「ナンバー 桜の凱歌」

六十郎の伊藤正尚です。

1980年4月に雑誌「ナンバー」は創刊されました。私は、創刊号を買っています。今は亡くなった山際淳司氏の歴史に残る名作「江夏の21球」が掲載されていました。当初、ナンバー1からはじまって毎号番号が変わる予定だったのが急遽変更され「ナンバー」となりました。ある意味、最初に躓いたのですが、以後、唯一と言ってよいグラフィックのスポーツ雑誌として今日に至っています。古い読者だけに、手に取ると写真や記事に安心感があります。

その「ナンバー」の増刊号「桜の凱歌」が発売前に増刷される事になったと聞き、急いで、Amazonで発注をしました。発売される前に増刷されるのは創刊号以来との事ですので、私は、歴史的な証人の一人となった訳です。その増刊号の中身は、言うまでも無くエディー・ジャパンの特集です。ラグビーW杯の歴史に燦然と輝く歴史的な数々のゲームをしたエディー・ジャパンの人気は、出版不況も救った様です。表紙の五郎丸の写真が泣けます。

『スクール・ウォーズ』で火が付いた日本のラグビー人気ですが、その後は拡大する事無く一部のコアなファンだけが注目する競技となりました。その一因として、過去のW杯で全く勝てなかった事があるかと思います。加えて、サッカーと違いルールも複雑で、馴染むまで時間がかかるからでした。しかし、そんな些細な言い訳を、魂のタックルや疲れを知らない連続攻撃で南アフリカに勝った事実が、老若男女を問わずラクビーに振り向かせました。
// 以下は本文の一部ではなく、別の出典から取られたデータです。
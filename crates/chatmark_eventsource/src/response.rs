use std::io;

use futures::stream::{self, BoxStream};
use futures::{Stream, StreamExt, TryStreamExt};
use reqwest::{Response, StatusCode};
use tokio::io::AsyncBufReadExt;
use tokio_stream::wrappers::SplitStream;
use tokio_util::io::StreamReader;
use tracing::{debug, error};

use crate::stream::into_fragments;

/// Fragment sent in place of content when the request never got a response.
pub const NETWORK_FAILURE_NOTICE: &str = "网络连接失败";

/// Fragment sent in place of content when upstream answers with an error
/// status.
pub fn status_failure_notice(status: StatusCode, body: &str) -> String {
    format!("API请求失败: {} - {body}", status_name(status))
}

/// Status as a bare PascalCase name (`TooManyRequests`), or the numeric code
/// when the status has no name.
fn status_name(status: StatusCode) -> String {
    let reason = match status.as_u16() {
        413 => Some("RequestEntityTooLarge"),
        414 => Some("RequestUriTooLong"),
        416 => Some("RequestedRangeNotSatisfiable"),
        505 => Some("HttpVersionNotSupported"),
        418 | 425 => None,
        _ => status.canonical_reason(),
    };
    let Some(reason) = reason else {
        return status.as_u16().to_string();
    };

    reason
        .split([' ', '-'])
        .flat_map(|word| {
            let mut chars = word.chars().filter(|c| c.is_ascii_alphanumeric());
            chars.next().map(|first| first.to_ascii_uppercase()).into_iter().chain(chars)
        })
        .collect()
}

/// Turn the outcome of a streaming chat request into its fragment sequence.
///
/// Transport failures are not errors for the caller: a failed request yields
/// exactly one notice fragment and ends, as does a non-success status.
pub fn into_message_fragments(
    response: Result<Response, reqwest::Error>,
) -> BoxStream<'static, String> {
    match response {
        Err(error) => {
            error!(error = ?error, "Failed to connect to Upstream");
            stream::once(async { NETWORK_FAILURE_NOTICE.to_string() }).boxed()
        }
        Ok(response) if !response.status().is_success() => stream::once(async move {
            let status = response.status();
            let body = response.text().await.unwrap_or_default();
            error!(status = %status, body = %body, "Upstream rejected the request");
            status_failure_notice(status, &body)
        })
        .boxed(),
        Ok(response) => {
            debug!(status = %response.status(), "Streaming response from Upstream");
            into_fragments(response_lines(response)).boxed()
        }
    }
}

/// Re-buffer the response body into lines without their line terminators.
///
/// Invalid UTF-8 is replaced rather than rejected, so a bad byte only spoils
/// the line it sits on.
pub fn response_lines(response: Response) -> impl Stream<Item = io::Result<String>> {
    let body = response.bytes_stream().map_err(io::Error::other);
    SplitStream::new(StreamReader::new(body).split(b'\n')).map_ok(|mut line| {
        if line.last() == Some(&b'\r') {
            line.pop();
        }
        String::from_utf8_lossy(&line).into_owned()
    })
}

#[cfg(test)]
mod tests {
    use chatmark_test_kit::sse_body;
    use pretty_assertions::assert_eq;

    use super::*;

    async fn fragments(url: &str) -> Vec<String> {
        let response = reqwest::Client::new().post(url).body("{}").send().await;
        into_message_fragments(response).collect().await
    }

    #[tokio::test]
    async fn test_streams_fragments_until_done() {
        let mut server = mockito::Server::new_async().await;
        let mock = server
            .mock("POST", "/v1/chat/completions")
            .with_status(200)
            .with_header("content-type", "text/event-stream")
            .with_body(sse_body(&["Hello", " **wor", "ld**"]))
            .create_async()
            .await;

        let actual = fragments(&format!("{}/v1/chat/completions", server.url())).await;
        let expected = vec!["Hello", " **wor", "ld**"];
        assert_eq!(actual, expected);
        mock.assert_async().await;
    }

    #[tokio::test]
    async fn test_crlf_line_endings() {
        let mut server = mockito::Server::new_async().await;
        let body = sse_body(&["a", "b"]).replace('\n', "\r\n");
        server
            .mock("POST", "/")
            .with_status(200)
            .with_body(body)
            .create_async()
            .await;

        let actual = fragments(&server.url()).await;
        assert_eq!(actual, vec!["a", "b"]);
    }

    #[tokio::test]
    async fn test_error_status_yields_single_notice() {
        let mut server = mockito::Server::new_async().await;
        server
            .mock("POST", "/")
            .with_status(401)
            .with_body(r#"{"error":"bad key"}"#)
            .create_async()
            .await;

        let actual = fragments(&server.url()).await;
        let expected = vec![r#"API请求失败: Unauthorized - {"error":"bad key"}"#.to_string()];
        assert_eq!(actual, expected);
    }

    #[test]
    fn test_status_names() {
        let fixture = [
            StatusCode::TOO_MANY_REQUESTS,
            StatusCode::INTERNAL_SERVER_ERROR,
            StatusCode::NON_AUTHORITATIVE_INFORMATION,
            StatusCode::PAYLOAD_TOO_LARGE,
            StatusCode::HTTP_VERSION_NOT_SUPPORTED,
            StatusCode::IM_A_TEAPOT,
            StatusCode::from_u16(599).unwrap(),
        ];
        let actual: Vec<_> = fixture.into_iter().map(status_name).collect();
        let expected = vec![
            "TooManyRequests",
            "InternalServerError",
            "NonAuthoritativeInformation",
            "RequestEntityTooLarge",
            "HttpVersionNotSupported",
            "418",
            "599",
        ];
        assert_eq!(actual, expected);
        assert_eq!(
            status_failure_notice(StatusCode::TOO_MANY_REQUESTS, "slow"),
            "API请求失败: TooManyRequests - slow"
        );
    }

    #[tokio::test]
    async fn test_invalid_utf8_only_spoils_its_line() {
        let mut server = mockito::Server::new_async().await;
        let mut body = b"data: {\"choices\":[{\"delta\":{\"content\":\"a\xFF\"}}]}\n\n".to_vec();
        body.extend_from_slice(sse_body(&["b"]).as_bytes());
        server
            .mock("POST", "/")
            .with_status(200)
            .with_body(body)
            .create_async()
            .await;

        let actual = fragments(&server.url()).await;
        assert_eq!(actual, vec!["a\u{FFFD}", "b"]);
    }

    #[tokio::test]
    async fn test_connection_failure_yields_single_notice() {
        let port = {
            let listener = std::net::TcpListener::bind("127.0.0.1:0").unwrap();
            listener.local_addr().unwrap().port()
        };
        let actual = fragments(&format!("http://127.0.0.1:{port}/")).await;
        let expected = vec![NETWORK_FAILURE_NOTICE.to_string()];
        assert_eq!(actual, expected);
    }
}
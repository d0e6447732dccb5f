use std::fmt::Display;

use futures::{Stream, StreamExt, pin_mut};
use tracing::{debug, warn};

use crate::event::{LineEvent, decode_line};

/// Decode a stream of transport lines into message fragments.
///
/// The returned stream ends cleanly on the `[DONE]` sentinel, when the line
/// source is exhausted, or when reading a line fails part-way through the
/// response. Lines after the sentinel are never read.
pub fn into_fragments<S, E>(lines: S) -> impl Stream<Item = String>
where
    S: Stream<Item = Result<String, E>>,
    E: Display,
{
    async_stream::stream! {
        pin_mut!(lines);
        while let Some(line) = lines.next().await {
            let line = match line {
                Ok(line) => line,
                Err(error) => {
                    warn!(error = %error, "Failed to read event stream, ending response");
                    break;
                }
            };

            match decode_line(&line) {
                LineEvent::Delta(delta) => yield delta,
                LineEvent::Done => {
                    debug!("Received completion from Upstream");
                    break;
                }
                LineEvent::Skip => {}
            }
        }
    }
}
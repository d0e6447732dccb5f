//! Full reparse of an accumulated message into a span document.

use chatmark_domain::{Document, StyledSpan};

use crate::heading::parse_heading;
use crate::inline::parse_inline;
use crate::list::{parse_ordered_item, parse_quote, parse_unordered_item};
use crate::state::{FENCE, ParserState};

/// Line rules tried in order outside code blocks; the first match consumes
/// the line.
const BLOCK_RULES: [fn(&str) -> Option<StyledSpan>; 4] =
    [parse_heading, parse_unordered_item, parse_ordered_item, parse_quote];

/// Parse the whole accumulated text of a message.
///
/// This is a pure function of `text`: calling it twice with the same input
/// yields the same document. A trailing partial line is parsed as it stands,
/// and a code block without its closing fence stays open, so its buffered
/// lines are not part of the output until the fence arrives.
pub fn parse(text: &str) -> Document {
    if text.is_empty() {
        return Document::default();
    }

    let mut state = ParserState::default();
    let mut spans = Vec::new();

    for line in text.split('\n') {
        // Checked before the fence state, so blank lines inside a code block
        // break the output line instead of joining the buffer.
        if line.trim().is_empty() {
            spans.push(StyledSpan::line_break());
            continue;
        }

        if let Some(info) = line.strip_prefix(FENCE) {
            spans.extend(state.toggle_fence(info));
            continue;
        }

        if state.in_code_block() {
            state.push_code_line(line);
            continue;
        }

        if let Some(span) = BLOCK_RULES.iter().find_map(|rule| rule(line)) {
            spans.push(span);
            continue;
        }

        spans.extend(parse_inline(line));
        spans.push(StyledSpan::line_break());
    }

    Document::new(spans)
}
use serde::Deserialize;

/// Non-streaming chat-completion response. Only the reply text is modelled.
#[derive(Debug, Clone, Default, Deserialize)]
pub struct Response {
    #[serde(default)]
    pub choices: Vec<Choice>,
}

#[derive(Debug, Clone, Deserialize)]
pub struct Choice {
    pub message: Option<ResponseMessage>,
}

#[derive(Debug, Clone, Deserialize)]
pub struct ResponseMessage {
    pub content: Option<String>,
}

impl Response {
    /// `choices[0].message.content`, if present.
    pub fn into_content(self) -> Option<String> {
        self.choices.into_iter().next()?.message?.content
    }
}
//! Code block syntax highlighting.

use syntect::easy::HighlightLines;
use syntect::highlighting::ThemeSet;
use syntect::parsing::{SyntaxReference, SyntaxSet};
use syntect::util::as_24_bit_terminal_escaped;

use crate::style::SpanStyler;

const RESET: &str = "\x1b[0m";

/// Terminal theme mode (dark or light).
#[derive(Debug, Clone, Copy, PartialEq, Eq)]
pub enum ThemeMode {
    /// Dark terminal background.
    Dark,
    /// Light terminal background.
    Light,
}

/// Detects the terminal theme mode (dark or light).
pub fn detect_theme_mode() -> ThemeMode {
    use terminal_colorsaurus::{QueryOptions, ThemeMode as ColorsaurusThemeMode, theme_mode};

    match theme_mode(QueryOptions::default()) {
        Ok(ColorsaurusThemeMode::Light) => ThemeMode::Light,
        Ok(ColorsaurusThemeMode::Dark) | Err(_) => ThemeMode::Dark,
    }
}

/// Code block highlighter using syntect.
pub struct CodeHighlighter {
    syntax_set: SyntaxSet,
    theme_set: ThemeSet,
    theme_mode: ThemeMode,
}

impl Default for CodeHighlighter {
    fn default() -> Self {
        Self::new(detect_theme_mode())
    }
}

impl CodeHighlighter {
    pub fn new(theme_mode: ThemeMode) -> Self {
        Self {
            syntax_set: SyntaxSet::load_defaults_newlines(),
            theme_set: ThemeSet::load_defaults(),
            theme_mode,
        }
    }

    fn syntax(&self, language: &str) -> Option<&SyntaxReference> {
        self.syntax_set.find_syntax_by_token(language)
    }

    /// Highlight a whole block. Returns `None` when the language is unknown
    /// or highlighting fails, so the caller can fall back to its own style.
    pub fn highlight(&self, code: &str, language: &str) -> Option<String> {
        let syntax = self.syntax(language)?;
        let theme_name = match self.theme_mode {
            ThemeMode::Dark => "base16-ocean.dark",
            ThemeMode::Light => "InspiredGitHub",
        };
        let theme = self.theme_set.themes.get(theme_name)?;
        let mut highlighter = HighlightLines::new(syntax, theme);

        let mut lines = Vec::new();
        for line in code.split('\n') {
            // The newline-aware syntaxes expect each line to end with `\n`.
            let with_newline = format!("{line}\n");
            let ranges = highlighter.highlight_line(&with_newline, &self.syntax_set).ok()?;
            let escaped = as_24_bit_terminal_escaped(&ranges[..], false);
            lines.push(format!("{}{RESET}", escaped.trim_end_matches('\n')));
        }
        Some(lines.join("\n"))
    }
}

/// Wraps a styler and syntax-highlights code blocks whose language syntect
/// knows. Everything else goes to the wrapped styler.
pub struct Highlighted<S> {
    inner: S,
    highlighter: CodeHighlighter,
}

impl<S> Highlighted<S> {
    pub fn new(inner: S, highlighter: CodeHighlighter) -> Self {
        Self { inner, highlighter }
    }
}

impl<S: SpanStyler> SpanStyler for Highlighted<S> {
    fn plain(&self, text: &str) -> String {
        self.inner.plain(text)
    }

    fn heading(&self, level: u8, text: &str) -> String {
        self.inner.heading(level, text)
    }

    fn list_item(&self, text: &str) -> String {
        self.inner.list_item(text)
    }

    fn quote(&self, text: &str) -> String {
        self.inner.quote(text)
    }

    fn inline_code(&self, text: &str) -> String {
        self.inner.inline_code(text)
    }

    fn block_code(&self, code: &str, language: Option<&str>) -> String {
        language
            .and_then(|language| self.highlighter.highlight(code, language))
            .unwrap_or_else(|| self.inner.block_code(code, language))
    }

    fn bold(&self, text: &str) -> String {
        self.inner.bold(text)
    }

    fn italic(&self, text: &str) -> String {
        self.inner.italic(text)
    }

    fn caption(&self, text: &str) -> String {
        self.inner.caption(text)
    }
}
use derive_more::{Deref, From};
use serde::{Deserialize, Serialize};

use crate::StyledSpan;

/// Complete, ordered span sequence for one message at one point in time.
///
/// A document is never patched. Every reparse produces a new one, so a sink
/// can keep an older document around while the next one is being built.
#[derive(Clone, Debug, Default, PartialEq, Eq, Deref, From, Serialize, Deserialize)]
pub struct Document(Vec<StyledSpan>);

impl Document {
    pub fn new(spans: Vec<StyledSpan>) -> Self {
        Self(spans)
    }

    pub fn spans(&self) -> &[StyledSpan] {
        &self.0
    }

    pub fn into_spans(self) -> Vec<StyledSpan> {
        self.0
    }

    /// Concatenated span text with styling dropped; every `line_break_after`
    /// becomes a `\n`.
    pub fn plain_text(&self) -> String {
        self.0.iter().fold(String::new(), |mut out, span| {
            out.push_str(&span.text);
            if span.line_break_after {
                out.push('\n');
            }
            out
        })
    }
}

#[cfg(test)]
mod tests {
    use pretty_assertions::assert_eq;

    use super::*;

    #[test]
    fn test_plain_text_joins_line_breaks() {
        let fixture: Document = vec![
            StyledSpan::plain("a "),
            StyledSpan::bold("b"),
            StyledSpan::line_break(),
            StyledSpan::line_break(),
        ]
        .into();
        let actual = fixture.plain_text();
        let expected = "a b\n\n";
        assert_eq!(actual, expected);
    }

    #[test]
    fn test_deref_to_span_slice() {
        let fixture = Document::new(vec![StyledSpan::plain("x")]);
        assert_eq!(fixture.len(), 1);
        assert_eq!(fixture[0].text, "x");
    }
}
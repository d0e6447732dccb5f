use thiserror::Error;

#[derive(Debug, Error)]
pub enum ConfigError {
    #[error("Failed to load configuration: {0}")]
    Load(#[from] config::ConfigError),

    #[error("Invalid value for '{key}': {reason}")]
    Invalid { key: &'static str, reason: String },
}

pub type Result<T> = std::result::Result<T, ConfigError>;
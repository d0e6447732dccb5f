use std::fmt;
use std::time::Duration;

use derive_setters::Setters;
use serde::Deserialize;
use url::Url;

use crate::{ConfigError, Result};

#[derive(Clone, PartialEq, Deserialize, Setters)]
#[setters(into)]
pub struct ProviderConfig {
    /// Chat-completion endpoint.
    pub url: Url,
    /// Sent as a bearer token when present.
    #[serde(default)]
    #[setters(strip_option)]
    pub api_key: Option<String>,
    pub model: String,
    pub max_tokens: u32,
    pub temperature: f64,
    pub top_p: f64,
    /// How many earlier messages accompany each new prompt.
    pub history_limit: usize,
}

impl fmt::Debug for ProviderConfig {
    fn fmt(&self, f: &mut fmt::Formatter<'_>) -> fmt::Result {
        f.debug_struct("ProviderConfig")
            .field("url", &self.url.as_str())
            .field("api_key", &self.api_key.as_ref().map(|_| "***"))
            .field("model", &self.model)
            .field("max_tokens", &self.max_tokens)
            .field("temperature", &self.temperature)
            .field("top_p", &self.top_p)
            .field("history_limit", &self.history_limit)
            .finish()
    }
}

#[derive(Debug, Clone, PartialEq, Eq, Deserialize, Setters)]
pub struct ScheduleConfig {
    pub batch_size: u64,
    pub long_delta_threshold: usize,
    pub pacing_ms: u64,
}

impl ScheduleConfig {
    pub fn pacing(&self) -> Duration {
        Duration::from_millis(self.pacing_ms)
    }
}

#[derive(Debug, Clone, PartialEq, Deserialize, Setters)]
pub struct ChatmarkConfig {
    pub provider: ProviderConfig,
    pub schedule: ScheduleConfig,
}

impl ChatmarkConfig {
    /// Reject values that load fine but make no sense at runtime.
    pub fn validate(self) -> Result<Self> {
        if self.schedule.batch_size == 0 {
            return Err(ConfigError::Invalid {
                key: "schedule.batch_size",
                reason: "must be at least 1".to_string(),
            });
        }

        if !(0.0..=2.0).contains(&self.provider.temperature) {
            return Err(ConfigError::Invalid {
                key: "provider.temperature",
                reason: format!("{} is outside 0.0..=2.0", self.provider.temperature),
            });
        }

        if !(0.0..=1.0).contains(&self.provider.top_p) {
            return Err(ConfigError::Invalid {
                key: "provider.top_p",
                reason: format!("{} is outside 0.0..=1.0", self.provider.top_p),
            });
        }

        Ok(self)
    }
}
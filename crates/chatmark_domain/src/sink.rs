use crate::Document;

/// Receives every document produced while a message streams.
///
/// The sink owns diffing and redrawing. It is called once per reparse with
/// `still_streaming = true` and a final time with `still_streaming = false`
/// carrying the same document as the terminal reparse.
pub trait DocumentSink {
    fn on_document(&mut self, document: &Document, still_streaming: bool) -> anyhow::Result<()>;
}

impl<T: DocumentSink + ?Sized> DocumentSink for &mut T {
    fn on_document(&mut self, document: &Document, still_streaming: bool) -> anyhow::Result<()> {
        (**self).on_document(document, still_streaming)
    }
}
//! ATX-style headers.

use chatmark_domain::{SpanRole, StyledSpan};

/// Parse a line starting with one or more `#`. Lines made of `#` only fall
/// through to the next rule.
pub fn parse_heading(line: &str) -> Option<StyledSpan> {
    let rest = line.trim_start_matches('#');
    let count = line.len() - rest.len();
    if count == 0 {
        return None;
    }

    let text = rest.trim();
    if text.is_empty() {
        return None;
    }

    Some(StyledSpan::new(SpanRole::header(count), text).line_break_after(true))
}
ラグビー選手の直向きなプレーの一つ一つが、ルールを知ら無くても大くの人々の琴線を揺さぶったのです。小手先のプレーや格好ばかりの選手になったサッカー日本代表の試合の視聴率が、激落している事でもわかります。2019年の日本開催が予定されているラグビー界にとっては朗報です。古いファンとしては、自分自身で勝手に限界を作っていた事を反省します。何時の世も、直向きなチャレンジャーの姿勢が新しい扉を開く様です。